Uncategorized
Amazon Redshift Cross-Database Queries and Data Sharing Are Now GA
MMS • Kovid Rathee
Users of Amazon Redshift can now run cross-database queries and share data across Redshift clusters as AWS released these enhancements to general availability.
Redshift users often create several databases separating business concerns, development environments, maturity, etc. Moreover, users also create separate databases for different stages of ETL processes. Usually, these databases are required to be queried together for integration and testing purposes. Users could not query two or more different databases in a single query before cross-database querying was introduced in preview by Amazon in late 2020.
Cross-database querying is only available for RA3 type instances. Users need to copy one of the two databases to S3 and run a Redshift Spectrum federated query for the other type of instances. Users with clusters running on non-RA3 type instances have an easy option to migrate to RA3 type instances to use cross-database querying and other such features. Although now GA, there are some limitations to cross-database queries that include not creating views on top of them.
Similar to database separation, many organizations use separate Redshift clusters depending on various business factors like billing, cluster maintenance, security and compliance issues, etc.

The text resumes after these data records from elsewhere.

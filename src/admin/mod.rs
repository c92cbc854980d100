//! Admin API.
//!
//! Served on its own listener (`server.admin_address`):
//! - `GET /admin/status`  version, domain/route counts, cache size, snapshot age
//! - `POST /admin/reload` reload configuration now
//!
//! Every route sits behind bearer-token auth when `server.admin_api_key` is set.

pub mod auth;
pub mod handlers;

use std::net::SocketAddr;
use std::time::Duration;

use axum::{
    middleware,
    routing::{get, post},
    Router,
};
use axum_server::Handle;

use self::auth::admin_auth_middleware;
use self::handlers::{get_status, post_reload};
use crate::http::server::drain_on_shutdown;
use crate::http::state::GatewayState;
use crate::lifecycle::reload::Reloader;
use crate::lifecycle::shutdown::Shutdown;

/// State shared by admin handlers.
#[derive(Clone)]
pub struct AdminState {
    pub gateway: GatewayState,
    pub reloader: Reloader,
    pub api_key: Option<String>,
}

pub fn setup_admin_router(state: AdminState) -> Router {
    Router::new()
        .route("/admin/status", get(get_status))
        .route("/admin/reload", post(post_reload))
        .layer(middleware::from_fn_with_state(state.clone(), admin_auth_middleware))
        .with_state(state)
}

/// Serve the admin API in the background until shutdown.
pub fn spawn(
    address: SocketAddr,
    gateway: GatewayState,
    reloader: Reloader,
    api_key: Option<String>,
    shutdown: Shutdown,
) {
    if api_key.is_none() {
        tracing::warn!(address = %address, "Admin API has no api key configured");
    }
    let app = setup_admin_router(AdminState {
        gateway,
        reloader,
        api_key,
    });

    let handle = Handle::new();
    drain_on_shutdown(handle.clone(), &shutdown, Duration::from_secs(1));

    tokio::spawn(async move {
        tracing::info!(address = %address, "Admin API listening");
        if let Err(e) = axum_server::bind(address)
            .handle(handle)
            .serve(app.into_make_service())
            .await
        {
            tracing::error!(address = %address, error = %e, "Admin API stopped");
        }
    });
}
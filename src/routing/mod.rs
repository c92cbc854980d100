//! Routing subsystem.
//!
//! # Data Flow
//! ```text
//! Route Compilation (startup and every reload):
//!     GatewayConfig.domains
//!     → table.rs (compile regexes, parse backends/headers/IPs)
//!     → Freeze as immutable RoutingTable
//!
//! Incoming Request (host, path)
//!     → matcher.rs resolve()
//!     → Unmatched | Matched { domain, Route | Static | NotFound }
//! ```
//!
//! # Design Decisions
//! - Routes compiled ahead of time, immutable at runtime
//! - Regexes are full-match and compiled once
//! - Deterministic: same input always matches same rule
//! - First match wins, in configured order

pub mod matcher;
pub mod table;

pub use matcher::{resolve, Resolution, Target};
pub use table::{DomainRule, RouteRule, RoutingError, RoutingTable};
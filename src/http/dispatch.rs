//! Per-request entry point.
//!
//! # Responsibilities
//! - Load the active snapshot once per request
//! - Answer process-wide endpoints (/metrics, /health, welcome page)
//! - Resolve the virtual host and run the policy chain around the terminal
//!
//! # Design Decisions
//! - Exactly one response per request; every branch returns one
//! - An unmatched host gets a fixed 404 without running any stage
//! - The snapshot `Arc` is held until the response is built, so a reload
//!   in the middle of a request cannot mix tables

use std::net::{Ipv4Addr, SocketAddr};
use std::sync::Arc;
use std::time::Instant;

use axum::body::Body;
use axum::http::{HeaderValue, Request};
use axum::response::Response;

use crate::handlers::{builtin, GatewayTerminal};
use crate::http::request::{self, X_REQUEST_ID};
use crate::http::response;
use crate::http::state::GatewayState;
use crate::observability::metrics;
use crate::policy::{build_chain, PolicyChain, RequestContext};
use crate::routing::matcher::{resolve, Resolution};

const METRICS_PATH: &str = "/metrics";
const HEALTH_PATH: &str = "/health";

/// Top-level request handler for one listener.
#[derive(Clone)]
pub struct Dispatcher {
    state: GatewayState,
    chain: Arc<PolicyChain>,
    tls: bool,
}

impl Dispatcher {
    /// Create a dispatcher for the plaintext listener.
    pub fn new(state: GatewayState) -> Self {
        let terminal = Box::new(GatewayTerminal::new(state.proxy.clone()));
        let chain = build_chain(&state.settings, state.cache.clone(), terminal);
        Self {
            state,
            chain: Arc::new(chain),
            tls: false,
        }
    }

    /// Same dispatcher, marked as serving a TLS listener.
    pub fn with_tls(mut self, tls: bool) -> Self {
        self.tls = tls;
        self
    }

    pub fn state(&self) -> &GatewayState {
        &self.state
    }

    /// Produce the response for one request.
    pub async fn dispatch(&self, req: Request<Body>) -> Response {
        let started = Instant::now();
        let snapshot = self.state.current();
        let request_id = request::request_id(&req);
        let path = req.uri().path();

        let mut response = if path == METRICS_PATH {
            builtin::prometheus()
        } else if snapshot.table.is_empty() {
            builtin::welcome()
        } else if path == HEALTH_PATH {
            builtin::health()
        } else {
            let host = request::host(&req);
            match resolve(&snapshot.table, &host, path) {
                Resolution::Unmatched => {
                    tracing::debug!(request_id = %request_id, host = %host, "No domain matched");
                    response::not_found()
                }
                Resolution::Matched { domain, target } => {
                    let remote = request::client_addr(&req)
                        .unwrap_or_else(|| SocketAddr::from((Ipv4Addr::UNSPECIFIED, 0)));
                    let ctx = RequestContext {
                        snapshot: snapshot.clone(),
                        domain,
                        target,
                        remote,
                        tls: self.tls,
                        host,
                        request_id: request_id.clone(),
                        started,
                    };
                    self.chain.run(&ctx, req).await
                }
            }
        };

        if let Ok(value) = HeaderValue::from_str(&request_id) {
            response.headers_mut().insert(X_REQUEST_ID.clone(), value);
        }
        metrics::record_request(response.status().as_u16(), started);
        response
    }
}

Before Redshift’s data sharing feature, users would copy the data from one Redshift cluster to another. Data sharing, which was in preview since late 2020, enables Redshift users to instantaneously share data between clusters without having to copy or move data from one cluster to another. Data sharing works at many levels. Users can securely share data with other clusters at different levels, including schemas, tables, functions, and so on.
Similar to cross-database queries, data sharing is also available only on RA3 type instances. These features are enabled by the next generation of Redshift instances that work on the AWS Nitro System. Redshift’s RA3 type instances were launched to challenge Snowflake and are built on the same philosophy of decoupling storage and compute. Amazon is keen on migrating existing customers on the legacy Redshift instances to RA3 instances so that the users can get the most out of the latest developments in Redshift.
Continuing with the progress with RA3 instance types, earlier in 2021, Amazon launched RA3.16xlarge and RA3.4xlarge instance types for GovCloud (US) regions and RA3.xlplus in all AWS regions. Redshift also doubled the managed storage quota to 128 TB per node.